Antonio Alberto Cta
14/4 às 18:34
Em Portugal, revolta popular da Maria da Fonte; a Patuleia, acontecimento histórico, de cariz popular, e que se alastrou por todo o país, num movimento de contestação ao governo dos Cabrais. Rebelião que deflagrou no Minho em 14 de Abril de 1846, iniciada por um grupo de mulheres lideradas por Maria da Fonte, assim chamada por ser oriunda de Fonte Arcada. A causa para a rebelião foram as leis da saúde de Novembro de 1845 que, entre outras disposições, proibiam os enterros nasigrejas como sempre se fizera até aí, confinando-os aos cemitérios. As mulheres minhotas protestaram pela primeira vez em 19 de Março na aldeia de Santo André de Frades, concelho de Póvoa do Lanhoso, quando, após obrigarem o pároco a sepultar na igreja uma mulher recentemente falecida, as autoridades decidiram exumar o corpo no cumprimento da lei.
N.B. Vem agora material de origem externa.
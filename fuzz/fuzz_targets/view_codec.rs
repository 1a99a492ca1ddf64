// Copyright 2025-present Harīṣh Tummalachērla
// SPDX-License-Identifier: Apache-2.0

//! Fuzz target for the view query-string codec.
//!
//! URLs get pasted, truncated, hand-edited and double-encoded. Decoding must
//! never panic, and whatever it produces must survive a round trip exactly.

#![no_main]

use libfuzzer_sys::fuzz_target;
use offerscope::ViewState;

fuzz_target!(|data: &[u8]| {
    let raw = String::from_utf8_lossy(data);

    let view = ViewState::from_query_string(&raw);

    // INVARIANT: decoded state is always valid
    assert!(view.page >= 1, "page decoded below 1 from {:?}", raw);
    assert!(!view.category.is_empty(), "empty category from {:?}", raw);

    // INVARIANT: encode is canonical and decode inverts it
    let encoded = view.to_query_string();
    let reparsed = ViewState::from_query_string(&encoded);
    assert_eq!(view, reparsed, "round trip changed state for {:?}", encoded);
    assert_eq!(encoded, reparsed.to_query_string(), "encoding is not canonical");
});
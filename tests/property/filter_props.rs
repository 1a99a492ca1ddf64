//! Property tests for filtering, sorting and pagination.

use crate::common::OfferBuilder;
use offerscope::filter::{apply_filters, FilterSelection};
use offerscope::{paginate, sort_offers, MainCategoryMatcher, Offer, SortStrategy};
use proptest::prelude::*;

const CATEGORIES: [&str; 3] = ["Design", "Developer Tools", "Security"];
const SUBCATEGORIES: [&str; 3] = ["IDE", "VPN", "Graphics"];
const TAGS: [&str; 5] = ["Free Trial", "Student Discount", "Open Source", "IDE", "Popular"];

prop_compose! {
    fn offer_strategy()(
        category in 0..CATEGORIES.len(),
        sub in 0..SUBCATEGORIES.len(),
        tags in prop::sample::subsequence(TAGS.to_vec(), 0..=3),
        featured in any::<bool>(),
        name in "[A-Za-z]{1,10}",
    ) -> Offer {
        let mut builder = OfferBuilder::new(0, &name)
            .category(CATEGORIES[category], Some(SUBCATEGORIES[sub]))
            .tags(tags);
        if featured {
            builder = builder.featured();
        }
        builder.build()
    }
}

fn catalog_strategy() -> impl Strategy<Value = Vec<Offer>> {
    prop::collection::vec(offer_strategy(), 0..60).prop_map(|mut offers| {
        for (index, offer) in offers.iter_mut().enumerate() {
            offer.id = index as u64 + 1;
        }
        offers
    })
}

fn category_strategy() -> impl Strategy<Value = &'static str> {
    prop::sample::select(vec!["all", "design", "developer-tools", "Security", "missing"])
}

proptest! {
    #![proptest_config(ProptestConfig::with_cases(200))]

    /// Filtering an already-filtered list by the same selection changes nothing.
    #[test]
    fn prop_filter_idempotent(
        offers in catalog_strategy(),
        category in category_strategy(),
        tags in prop::sample::subsequence(TAGS.to_vec(), 0..=2),
    ) {
        let selection = FilterSelection::all().category(category).tags(tags);
        let once = apply_filters(&offers, &selection, &MainCategoryMatcher);
        let twice = apply_filters(once.iter().copied(), &selection, &MainCategoryMatcher);
        prop_assert_eq!(once, twice);
    }

    /// Adding a tag can only shrink the result set.
    #[test]
    fn prop_tag_filter_monotonic(
        offers in catalog_strategy(),
        category in category_strategy(),
        tags in prop::sample::subsequence(TAGS.to_vec(), 0..=2),
        extra in prop::sample::select(TAGS.to_vec()),
    ) {
        let base = FilterSelection::all().category(category).tags(tags.clone());
        let narrower = FilterSelection::all()
            .category(category)
            .tags(tags.into_iter().chain(std::iter::once(extra)));

        let wide: Vec<u64> = apply_filters(&offers, &base, &MainCategoryMatcher).iter().map(|o| o.id).collect();
        let narrow = apply_filters(&offers, &narrower, &MainCategoryMatcher);
        for offer in narrow {
            prop_assert!(wide.contains(&offer.id));
        }
    }

    /// Sorting is a permutation.
    #[test]
    fn prop_sort_is_permutation(offers in catalog_strategy(), strategy in prop::sample::select(SortStrategy::ALL.to_vec())) {
        let sorted = sort_offers(&offers, strategy);
        let mut ids: Vec<u64> = sorted.iter().map(|o| o.id).collect();
        ids.sort_unstable();
        let expected: Vec<u64> = (1..=offers.len() as u64).collect();
        prop_assert_eq!(ids, expected);
    }

    /// Popular never puts a non-featured offer before a featured one.
    #[test]
    fn prop_popular_groups_featured(offers in catalog_strategy()) {
        let sorted = sort_offers(&offers, SortStrategy::Popular);
        for pair in sorted.windows(2) {
            prop_assert!(pair[0].is_featured >= pair[1].is_featured);
        }
    }

    /// Pages are bounded and concatenate back to the list.
    #[test]
    fn prop_paginate_reconstructs(items in prop::collection::vec(any::<u16>(), 0..200), size in 1usize..50) {
        let first = paginate(&items, 1, size);
        prop_assert!(first.total_pages >= 1);

        let mut rebuilt = Vec::new();
        for page in 1..=first.total_pages {
            let chunk = paginate(&items, page, size);
            prop_assert!(chunk.items.len() <= size);
            prop_assert_eq!(chunk.total_pages, first.total_pages);
            rebuilt.extend(chunk.items);
        }
        prop_assert_eq!(rebuilt, items);
    }
}
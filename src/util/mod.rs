// Copyright 2025-present Harīṣh Tummalachērla
// SPDX-License-Identifier: Apache-2.0

//! String helpers shared by the scorer, the expander and the filters.
//!
//! Text normalization lives here so the query and every field it is compared
//! against go through exactly the same canonicalization.

pub mod normalize;

pub use normalize::{contains_word, fold_case, is_word_char, normalize, slugify};
// Copyright 2025-present Harīṣh Tummalachērla
// SPDX-License-Identifier: Apache-2.0

//! Fuzzy matching: typo tolerance via edit distance.
//!
//! A bounded Levenshtein for the raw distance, and a similarity on top of it
//! that collapses anything too far away to zero. "mircosoft" is a typo for
//! "microsoft"; "figma" is not a typo for "notion".

mod levenshtein;
mod similarity;

pub use levenshtein::*;
pub use similarity::*;
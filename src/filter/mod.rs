// Copyright 2025-present Harīṣh Tummalachērla
// SPDX-License-Identifier: Apache-2.0

//! Faceted filtering: category, subcategory, tags.
//!
//! Three independent predicates, applied before ranking:
//!
//! - **Category**: `"all"` lets everything through. Anything else is decided by
//!   a [`CategoryMatcher`], because only the taxonomy knows which offers belong
//!   to "design" (the crate ships [`MainCategoryMatcher`] as a sensible default).
//! - **Subcategory**: ignored under `"all"`; otherwise case-insensitive equality
//!   with the offer's `category_sub`.
//! - **Tags**: AND semantics. An offer must carry *every* selected tag, so
//!   adding a tag can only shrink the result set.
//!
//! Every predicate is a pure function of the offer, which makes the whole
//! filter idempotent: running it twice changes nothing.

mod facets;

pub use facets::{facets, Facets};

use crate::types::Offer;
use crate::util::slugify;

/// Category sentinel meaning "no category filter".
pub const ALL_CATEGORIES: &str = "all";

/// Is `category` the "no filter" sentinel (or blank)?
pub fn is_all_categories(category: &str) -> bool {
    let category = category.trim();
    category.is_empty() || category.eq_ignore_ascii_case(ALL_CATEGORIES)
}

/// Decides whether an offer belongs to a category id.
///
/// Implemented for plain closures, so tests and callers with their own
/// taxonomy can pass `|offer, category| ...` directly.
pub trait CategoryMatcher {
    fn matches(&self, offer: &Offer, category: &str) -> bool;
}

impl<F> CategoryMatcher for F
where
    F: Fn(&Offer, &str) -> bool,
{
    fn matches(&self, offer: &Offer, category: &str) -> bool {
        self(offer, category)
    }
}

/// Matches a category id against the offer's `category_main`.
///
/// Accepts either the slug ("developer-tools") or the display name
/// ("Developer Tools"), case-insensitively.
#[derive(Debug, Clone, Copy, Default)]
pub struct MainCategoryMatcher;

impl CategoryMatcher for MainCategoryMatcher {
    fn matches(&self, offer: &Offer, category: &str) -> bool {
        let Some(main) = offer.category_main.as_deref() else {
            return false;
        };
        main.trim().eq_ignore_ascii_case(category.trim()) || slugify(main) == slugify(category)
    }
}

/// The active filter selection.
#[derive(Debug, Clone, PartialEq, Eq)]
pub struct FilterSelection<'a> {
    pub category: &'a str,
    pub subcategory: Option<&'a str>,
    pub tags: Vec<&'a str>,
}

impl Default for FilterSelection<'_> {
    fn default() -> Self {
        Self::all()
    }
}

impl<'a> FilterSelection<'a> {
    /// No filtering at all.
    pub fn all() -> Self {
        Self {
            category: ALL_CATEGORIES,
            subcategory: None,
            tags: Vec::new(),
        }
    }

    pub fn category(mut self, category: &'a str) -> Self {
        self.category = category;
        self
    }

    pub fn subcategory(mut self, subcategory: Option<&'a str>) -> Self {
        self.subcategory = subcategory;
        self
    }

    pub fn tags(mut self, tags: impl IntoIterator<Item = &'a str>) -> Self {
        self.tags = tags.into_iter().collect();
        self
    }

    /// Category and subcategory only; the tag selection is dropped.
    pub fn without_tags(&self) -> Self {
        Self {
            tags: Vec::new(),
            ..self.clone()
        }
    }

    /// Does `offer` pass all three predicates?
    pub fn matches(&self, offer: &Offer, matcher: &dyn CategoryMatcher) -> bool {
        matches_category(offer, self.category, matcher)
            && matches_subcategory(offer, self.category, self.subcategory)
            && matches_tags(offer, &self.tags)
    }
}

pub fn matches_category(offer: &Offer, category: &str, matcher: &dyn CategoryMatcher) -> bool {
    is_all_categories(category) || matcher.matches(offer, category)
}

/// Subcategories only mean something inside a chosen category.
pub fn matches_subcategory(offer: &Offer, category: &str, subcategory: Option<&str>) -> bool {
    if is_all_categories(category) {
        return true;
    }
    match subcategory.map(str::trim).filter(|s| !s.is_empty()) {
        None => true,
        Some(wanted) => offer
            .category_sub
            .as_deref()
            .is_some_and(|sub| sub.trim().to_lowercase() == wanted.to_lowercase()),
    }
}

/// AND semantics: every selected tag must be present (case-insensitive).
pub fn matches_tags(offer: &Offer, tags: &[&str]) -> bool {
    tags.iter().all(|wanted| {
        let wanted = wanted.trim().to_lowercase();
        offer
            .tags
            .iter()
            .any(|tag| tag.trim().to_lowercase() == wanted)
    })
}

/// Keep the offers that pass the selection, in input order.
pub fn apply_filters<'o>(
    offers: impl IntoIterator<Item = &'o Offer>,
    selection: &FilterSelection<'_>,
    matcher: &dyn CategoryMatcher,
) -> Vec<&'o Offer> {
    offers
        .into_iter()
        .filter(|offer| selection.matches(offer, matcher))
        .collect()
}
Logo os sinos tocaram a rebate e um grupo de camponesas obrigou à fuga das autoridades, com risco das próprias vidas. De uma forma aparentemente espontânea e genuinamente popular, os protestos foram-se repetindo até meados de Abril, quando passaram a ser direccionados para os funcionários da Fazenda que faziam um levantamento de bens para efeitos do lançamento de impostos. Num misto de anarquia e defesa de dignidade, houve, em Vieira do Minho, novos protestos, mas assumindo já o carácter de uma revolta; as mulheres assaltaram a Administração e destruíram os arquivos. A revolta depressa alastrou pelo resto do Minho e Trás-os-Montes. Partiu então de Braga uma força de infantaria para restabelecer a ordem. Como reacção, o movimento toma o aspecto de grupos de guerrilha.